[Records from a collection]
◇ ◇ ◇ ◇ ◇
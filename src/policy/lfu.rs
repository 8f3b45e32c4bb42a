//! # LFU (Least Frequently Used) Cache
//!
//! Evicts the entry with the smallest access count. Among entries that share
//! the smallest count, the one that reached that count earliest goes first.
//!
//! ## Architecture
//!
//! ```text
//!   ┌──────────────────────────────────────────────────────────────────────┐
//!   │                          LfuCache<K, V>                              │
//!   │                                                                      │
//!   │   values: FxHashMap<K, V>         freq: FrequencyBuckets<K>          │
//!   │   ┌─────────┬───────┐             min_freq ─► 1: [c] ◄──► [b]        │
//!   │   │ a       │  ...  │                         4: [a]                 │
//!   │   │ b       │  ...  │                                                │
//!   │   │ c       │  ...  │             eviction pops the tail of the      │
//!   │   └─────────┴───────┘             min_freq bucket (here "b")         │
//!   └──────────────────────────────────────────────────────────────────────┘
//! ```
//!
//! ## Frequency Lifecycle
//!
//! - `set` of a new key starts it at 1.
//! - `get` hits and `set` updates each add 1.
//! - `delete`, eviction and `clear` drop the count with the entry.
//!
//! ## Example
//!
//! ```
//! use cachelab::policy::lfu::LfuCache;
//! use cachelab::traits::CoreCache;
//!
//! let mut cache = LfuCache::new(3);
//! cache.set("a", 1);
//! cache.set("b", 2);
//! cache.set("c", 3);
//! for _ in 0..3 {
//!     cache.get(&"a").unwrap();
//! }
//! cache.get(&"b").unwrap();
//!
//! cache.set("d", 4);
//! assert!(!cache.contains(&"c"));
//! assert_eq!(cache.frequency(&"a"), Some(4));
//! ```
use std::hash::Hash;

use rustc_hash::FxHashMap;
use tracing::trace;

use crate::ds::frequency_buckets::FrequencyBuckets;
use crate::error::{CacheError, ConfigError, check_capacity};
use crate::traits::CoreCache;

/// Frequency-ordered cache backed by [`FrequencyBuckets`].
#[derive(Debug)]
pub struct LfuCache<K, V> {
    values: FxHashMap<K, V>,
    freq: FrequencyBuckets<K>,
    capacity: usize,
}

impl<K, V> LfuCache<K, V>
where
    K: Eq + Hash + Clone,
{
    /// Creates an LFU cache holding at most `capacity` entries.
    ///
    /// # Panics
    ///
    /// Panics if `capacity` is zero.
    pub fn new(capacity: usize) -> Self {
        match Self::try_new(capacity) {
            Ok(cache) => cache,
            Err(err) => panic!("{err}"),
        }
    }

    pub fn try_new(capacity: usize) -> Result<Self, ConfigError> {
        check_capacity(capacity)?;
        Ok(Self {
            values: FxHashMap::with_capacity_and_hasher(capacity, Default::default()),
            freq: FrequencyBuckets::with_capacity(capacity),
            capacity,
        })
    }

    /// Current access count of `key`, `None` if not resident.
    pub fn frequency(&self, key: &K) -> Option<u64> {
        self.freq.frequency(key)
    }

    fn evict_lfu(&mut self) {
        if let Some((key, freq)) = self.freq.pop_min() {
            self.values.remove(&key);
            trace!(policy = "lfu", freq, "evicted least frequently used entry");
        }
    }

    #[cfg(any(test, debug_assertions))]
    pub fn debug_validate_invariants(&self) {
        self.freq.debug_validate_invariants();
        assert_eq!(self.values.len(), self.freq.len());
        assert!(self.values.len() <= self.capacity);
        for key in self.values.keys() {
            assert!(self.freq.contains(key), "value without frequency entry");
        }
    }
}

impl<K, V> CoreCache<K, V> for LfuCache<K, V>
where
    K: Eq + Hash + Clone,
{
    fn set(&mut self, key: K, value: V) -> Option<V> {
        if let Some(slot) = self.values.get_mut(&key) {
            let previous = std::mem::replace(slot, value);
            self.freq.touch(&key);
            return Some(previous);
        }

        if self.values.len() >= self.capacity {
            self.evict_lfu();
        }

        self.freq.insert(key.clone());
        self.values.insert(key, value);
        None
    }

    fn get(&mut self, key: &K) -> Result<&V, CacheError> {
        if !self.values.contains_key(key) {
            return Err(CacheError::KeyNotFound);
        }
        self.freq.touch(key);
        self.values.get(key).ok_or(CacheError::KeyNotFound)
    }

    fn delete(&mut self, key: &K) -> Result<V, CacheError> {
        let value = self.values.remove(key).ok_or(CacheError::KeyNotFound)?;
        self.freq.remove(key);
        Ok(value)
    }

    fn clear(&mut self) {
        self.values.clear();
        self.freq.clear();
    }

    fn contains(&self, key: &K) -> bool {
        self.values.contains_key(key)
    }

    fn len(&self) -> usize {
        self.values.len()
    }

    fn capacity(&self) -> usize {
        self.capacity
    }
}

#[cfg(test)]
mod tests {
    use super::*;

    mod basic_behavior {
        use super::*;

        #[test]
        fn test_frequency_counts_gets_and_updates() {
            let mut cache = LfuCache::new(3);
            cache.set("a", 1);
            assert_eq!(cache.frequency(&"a"), Some(1));

            cache.get(&"a").unwrap();
            assert_eq!(cache.frequency(&"a"), Some(2));

            assert_eq!(cache.set("a", 10), Some(1));
            assert_eq!(cache.frequency(&"a"), Some(3));
            assert_eq!(cache.get(&"a"), Ok(&10));
            assert_eq!(cache.frequency(&"missing"), None);
            cache.debug_validate_invariants();
        }

        #[test]
        fn test_miss_does_not_create_frequency() {
            let mut cache: LfuCache<&str, i32> = LfuCache::new(2);
            assert_eq!(cache.get(&"ghost"), Err(CacheError::KeyNotFound));
            assert_eq!(cache.frequency(&"ghost"), None);
            assert!(cache.is_empty());
        }
    }

    mod eviction {
        use super::*;

        #[test]
        fn test_evicts_lowest_frequency() {
            let mut cache = LfuCache::new(3);
            cache.set("a", 1);
            cache.set("b", 2);
            cache.set("c", 3);
            for _ in 0..3 {
                cache.get(&"a").unwrap();
            }
            cache.get(&"b").unwrap();

            cache.set("d", 4);
            assert!(cache.contains(&"a"));
            assert!(cache.contains(&"b"));
            assert!(!cache.contains(&"c"));
            assert!(cache.contains(&"d"));
            cache.debug_validate_invariants();
        }

        #[test]
        fn test_ties_evict_oldest_insertion() {
            let mut cache = LfuCache::new(3);
            cache.set("a", 1);
            cache.set("b", 2);
            cache.set("c", 3);

            cache.set("d", 4);
            assert!(!cache.contains(&"a"));

            cache.set("e", 5);
            assert!(!cache.contains(&"b"));
            cache.debug_validate_invariants();
        }

        #[test]
        fn test_new_entry_can_be_next_victim() {
            let mut cache = LfuCache::new(2);
            cache.set("hot", 1);
            cache.get(&"hot").unwrap();
            cache.set("x", 2);
            cache.set("y", 3);

            assert!(cache.contains(&"hot"));
            assert!(!cache.contains(&"x"));
            assert!(cache.contains(&"y"));
        }
    }

    mod removal {
        use super::*;

        #[test]
        fn test_delete_drops_frequency() {
            let mut cache = LfuCache::new(2);
            cache.set("a", 1);
            cache.get(&"a").unwrap();

            assert_eq!(cache.delete(&"a"), Ok(1));
            assert_eq!(cache.frequency(&"a"), None);
            assert_eq!(cache.delete(&"a"), Err(CacheError::KeyNotFound));

            cache.set("a", 2);
            assert_eq!(cache.frequency(&"a"), Some(1));
            cache.debug_validate_invariants();
        }

        #[test]
        fn test_clear_resets_everything() {
            let mut cache = LfuCache::new(2);
            cache.set("a", 1);
            cache.set("b", 2);
            cache.clear();
            assert!(cache.is_empty());
            assert_eq!(cache.frequency(&"a"), None);
            cache.debug_validate_invariants();
        }
    }
}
◇ ◇ ◇ ◇ ◇
Retype every record above exactly as it appears.

filename src/policy/lfu.rs
repository 8f3b45e32c4bb42a
//! # LFU (Least Frequently Used) Cache
//!
//! Evicts the entry with the smallest access count. Among entries that share
//! the smallest count, the one that reached that count earliest goes first.
//!
//! ## Architecture
//!
//! ```text
//!   ┌──────────────────────────────────────────────────────────────────────┐
//!   │                          LfuCache<K, V>                              │
//!   │                                                                      │
//!   │   values: FxHashMap<K, V>         freq: FrequencyBuckets<K>          │
//!   │   ┌─────────┬───────┐             min_freq ─► 1: [c] ◄──► [b]        │
//!   │   │ a       │  ...  │                         4: [a]                 │
//!   │   │ b       │  ...  │                                                │
//!   │   │ c       │  ...  │             eviction pops the tail of the      │
//!   │   └─────────┴───────┘             min_freq bucket (here "b")         │
//!   └──────────────────────────────────────────────────────────────────────┘
//! ```
//!
//! ## Frequency Lifecycle
//!
//! - `set` of a new key starts it at 1.
//! - `get` hits and `set` updates each add 1.
//! - `delete`, eviction and `clear` drop the count with the entry.
//!
//! ## Example
//!
//! ```
//! use cachelab::policy::lfu::LfuCache;
//! use cachelab::traits::CoreCache;
//!
//! let mut cache = LfuCache::new(3);
//! cache.set("a", 1);
//! cache.set("b", 2);
//! cache.set("c", 3);
//! for _ in 0..3 {
//!     cache.get(&"a").unwrap();
//! }
//! cache.get(&"b").unwrap();
//!
//! cache.set("d", 4);
//! assert!(!cache.contains(&"c"));
//! assert_eq!(cache.frequency(&"a"), Some(4));
//! ```
use std::hash::Hash;

use rustc_hash::FxHashMap;
use tracing::trace;

use crate::ds::frequency_buckets::FrequencyBuckets;
use crate::error::{CacheError, ConfigError, check_capacity};
use crate::traits::CoreCache;

/// Frequency-ordered cache backed by [`FrequencyBuckets`].
#[derive(Debug)]
pub struct LfuCache<K, V> {
    values: FxHashMap<K, V>,
    freq: FrequencyBuckets<K>,
    capacity: usize,
}

impl<K, V> LfuCache<K, V>
where
    K: Eq + Hash + Clone,
{
    /// Creates an LFU cache holding at most `capacity` entries.
    ///
    /// # Panics
    ///
    /// Panics if `capacity` is zero.
    pub fn new(capacity: usize) -> Self {
        match Self::try_new(capacity) {
            Ok(cache) => cache,
            Err(err) => panic!("{err}"),
        }
    }

    pub fn try_new(capacity: usize) -> Result<Self, ConfigError> {
        check_capacity(capacity)?;
        Ok(Self {
            values: FxHashMap::with_capacity_and_hasher(capacity, Default::default()),
            freq: FrequencyBuckets::with_capacity(capacity),
            capacity,
        })
    }

    /// Current access count of `key`, `None` if not resident.
    pub fn frequency(&self, key: &K) -> Option<u64> {
        self.freq.frequency(key)
    }

    fn evict_lfu(&mut self) {
        if let Some((key, freq)) = self.freq.pop_min() {
            self.values.remove(&key);
            trace!(policy = "lfu", freq, "evicted least frequently used entry");
        }
    }

    #[cfg(any(test, debug_assertions))]
    pub fn debug_validate_invariants(&self) {
        self.freq.debug_validate_invariants();
        assert_eq!(self.values.len(), self.freq.len());
        assert!(self.values.len() <= self.capacity);
        for key in self.values.keys() {
            assert!(self.freq.contains(key), "value without frequency entry");
        }
    }
}

impl<K, V> CoreCache<K, V> for LfuCache<K, V>
where
    K: Eq + Hash + Clone,
{
    fn set(&mut self, key: K, value: V) -> Option<V> {
        if let Some(slot) = self.values.get_mut(&key) {
            let previous = std::mem::replace(slot, value);
            self.freq.touch(&key);
            return Some(previous);
        }

        if self.values.len() >= self.capacity {
            self.evict_lfu();
        }

        self.freq.insert(key.clone());
        self.values.insert(key, value);
        None
    }

    fn get(&mut self, key: &K) -> Result<&V, CacheError> {
        if !self.values.contains_key(key) {
            return Err(CacheError::KeyNotFound);
        }
        self.freq.touch(key);
        self.values.get(key).ok_or(CacheError::KeyNotFound)
    }

    fn delete(&mut self, key: &K) -> Result<V, CacheError> {
        let value = self.values.remove(key).ok_or(CacheError::KeyNotFound)?;
        self.freq.remove(key);
        Ok(value)
    }

    fn clear(&mut self) {
        self.values.clear();
        self.freq.clear();
    }

    fn contains(&self, key: &K) -> bool {
        self.values.contains_key(key)
    }

    fn len(&self) -> usize {
        self.values.len()
    }

    fn capacity(&self) -> usize {
        self.capacity
    }
}

#[cfg(test)]
mod tests {
    use super::*;

    mod basic_behavior {
        use super::*;

        #[test]
        fn test_frequency_counts_gets_and_updates() {
            let mut cache = LfuCache::new(3);
            cache.set("a", 1);
            assert_eq!(cache.frequency(&"a"), Some(1));

            cache.get(&"a").unwrap();
            assert_eq!(cache.frequency(&"a"), Some(2));

            assert_eq!(cache.set("a", 10), Some(1));
            assert_eq!(cache.frequency(&"a"), Some(3));
            assert_eq!(cache.get(&"a"), Ok(&10));
            assert_eq!(cache.frequency(&"missing"), None);
            cache.debug_validate_invariants();
        }

        #[test]
        fn test_miss_does_not_create_frequency() {
            let mut cache: LfuCache<&str, i32> = LfuCache::new(2);
            assert_eq!(cache.get(&"ghost"), Err(CacheError::KeyNotFound));
            assert_eq!(cache.frequency(&"ghost"), None);
            assert!(cache.is_empty());
        }
    }

    mod eviction {
        use super::*;

        #[test]
        fn test_evicts_lowest_frequency() {
            let mut cache = LfuCache::new(3);
            cache.set("a", 1);
            cache.set("b", 2);
            cache.set("c", 3);
            for _ in 0..3 {
                cache.get(&"a").unwrap();
            }
            cache.get(&"b").unwrap();

            cache.set("d", 4);
            assert!(cache.contains(&"a"));
            assert!(cache.contains(&"b"));
            assert!(!cache.contains(&"c"));
            assert!(cache.contains(&"d"));
            cache.debug_validate_invariants();
        }

        #[test]
        fn test_ties_evict_oldest_insertion() {
            let mut cache = LfuCache::new(3);
            cache.set("a", 1);
            cache.set("b", 2);
            cache.set("c", 3);

            cache.set("d", 4);
            assert!(!cache.contains(&"a"));

            cache.set("e", 5);
            assert!(!cache.contains(&"b"));
            cache.debug_validate_invariants();
        }

        #[test]
        fn test_new_entry_can_be_next_victim() {
            let mut cache = LfuCache::new(2);
            cache.set("hot", 1);
            cache.get(&"hot").unwrap();
            cache.set("x", 2);
            cache.set("y", 3);

            assert!(cache.contains(&"hot"));
            assert!(!cache.contains(&"x"));
            assert!(cache.contains(&"y"));
        }
    }

    mod removal {
        use super::*;

        #[test]
        fn test_delete_drops_frequency() {
            let mut cache = LfuCache::new(2);
            cache.set("a", 1);
            cache.get(&"a").unwrap();

            assert_eq!(cache.delete(&"a"), Ok(1));
            assert_eq!(cache.frequency(&"a"), None);
            assert_eq!(cache.delete(&"a"), Err(CacheError::KeyNotFound));

            cache.set("a", 2);
            assert_eq!(cache.frequency(&"a"), Some(1));
            cache.debug_validate_invariants();
        }

        #[test]
        fn test_clear_resets_everything() {
            let mut cache = LfuCache::new(2);
            cache.set("a", 1);
            cache.set("b", 2);
            cache.clear();
            assert!(cache.is_empty());
            assert_eq!(cache.frequency(&"a"), None);
            cache.debug_validate_invariants();
        }
    }
}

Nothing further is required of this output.